(Records from a collection)
____

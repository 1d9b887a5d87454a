//! Deterministic text rendering of grouped commits.
//!
//! The output is the digest handed to a language-model prompt: one block
//! per group with label, date range, commit count, authors, a top-level
//! "areas touched" summary, and one line per commit.

pub mod groups;

pub use groups::render_groups;
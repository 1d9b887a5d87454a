use std::path::PathBuf;
use std::time::Duration;

use serde::{Deserialize, Serialize};

use crate::error::Result;
use crate::filters::NoiseFilter;
use crate::git::{self, ReadOptions};
use crate::grouping::{self, DEFAULT_MAX_GROUPS};
use crate::render::render_groups;

/// Parameters for one digest build.
#[derive(Debug, Clone)]
pub struct DigestOptions {
    pub read: ReadOptions,
    /// Cap on explicit groups before the overflow bucket kicks in.
    pub max_groups: usize,
    pub filter: NoiseFilter,
    /// Bound on how long the history read may block. None reads without a
    /// deadline.
    pub timeout: Option<Duration>,
}

impl DigestOptions {
    pub fn new(repo: impl Into<PathBuf>) -> Self {
        Self {
            read: ReadOptions::new(repo),
            max_groups: DEFAULT_MAX_GROUPS,
            filter: NoiseFilter::default(),
            timeout: None,
        }
    }
}

/// A rendered history digest plus the disclosure values callers surface to
/// users ("history truncated", "N noisy commits filtered").
///
/// Serializable so one agent's digest can be handed to another as JSON.
#[derive(Debug, Clone, Serialize, Deserialize)]
pub struct Digest {
    /// The prompt-ready text block.
    pub text: String,
    /// True iff the history had more matching commits than the window cap.
    pub truncated: bool,
    /// Commits removed by the noise filter.
    pub removed_count: usize,
    /// Commits that survived filtering and appear in the digest.
    pub commit_count: usize,
    /// Groups in the digest, including any overflow bucket.
    pub group_count: usize,
}

/// Run the full pipeline: read a bounded commit window, drop noise, group
/// adaptively, render.
///
/// Only the read can fail. An empty window (new repository, everything
/// filtered, bounds excluding all commits) produces an empty digest text,
/// which callers interpret as "nothing to report" rather than an error.
pub fn build_digest(options: &DigestOptions) -> Result<Digest> {
    let read = match options.timeout {
        Some(timeout) => git::read_commits_with_timeout(options.read.clone(), timeout)?,
        None => git::read_commits(&options.read)?,
    };
    let truncated = read.truncated;

    let filtered = options.filter.apply(read.commits);
    let groups = grouping::group_commits(&filtered.commits, options.max_groups);
    let text = render_groups(&groups);

    tracing::debug!(
        commits = filtered.commits.len(),
        removed = filtered.removed_count,
        groups = groups.len(),
        truncated,
        "built digest"
    );

    Ok(Digest {
        text,
        truncated,
        removed_count: filtered.removed_count,
        commit_count: filtered.commits.len(),
        group_count: groups.len(),
    })
}
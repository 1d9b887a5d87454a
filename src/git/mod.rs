//! Git history access.
//!
//! The only stage of the pipeline that performs I/O: one blocking read
//! against the repository per invocation. Everything downstream is a pure
//! function over the returned window.

pub mod reader;

pub use reader::{DEFAULT_MAX_COMMITS, ReadOptions, read_commits, read_commits_with_timeout};
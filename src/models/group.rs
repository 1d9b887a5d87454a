use std::collections::HashSet;

use chrono::{DateTime, Utc};
use serde::{Deserialize, Serialize};

use crate::models::CommitInfo;

/// A labeled cluster of commits sharing a grouping key (calendar day or
/// author).
///
/// Authors, date range, and touched files are derived on demand rather than
/// stored, so a group can never fall out of sync with its commits.
#[derive(Debug, Clone, Serialize, Deserialize)]
pub struct CommitGroup {
    pub label: String,
    pub commits: Vec<CommitInfo>,
}

impl CommitGroup {
    pub fn new(label: impl Into<String>) -> Self {
        Self { label: label.into(), commits: Vec::new() }
    }

    /// Unique author names in first-seen order over the group's commits.
    pub fn authors(&self) -> Vec<&str> {
        let mut seen = HashSet::new();
        let mut authors = Vec::new();
        for commit in &self.commits {
            if seen.insert(commit.author.as_str()) {
                authors.push(commit.author.as_str());
            }
        }
        authors
    }

    /// Earliest and latest commit timestamps, or None for an empty group.
    pub fn date_range(&self) -> Option<(DateTime<Utc>, DateTime<Utc>)> {
        let min = self.commits.iter().map(|c| c.timestamp).min()?;
        let max = self.commits.iter().map(|c| c.timestamp).max()?;
        Some((min, max))
    }

    /// Unique changed file paths in first-seen order across commits.
    pub fn touched_files(&self) -> Vec<&str> {
        let mut seen = HashSet::new();
        let mut files = Vec::new();
        for commit in &self.commits {
            for file in &commit.files_changed {
                if seen.insert(file.as_str()) {
                    files.push(file.as_str());
                }
            }
        }
        files
    }
}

____

Task objective: Go through the data and gather every line that holds "prompt".

Task response:
//! The output is the digest handed to a language-model prompt: one block
    /// The prompt-ready text block.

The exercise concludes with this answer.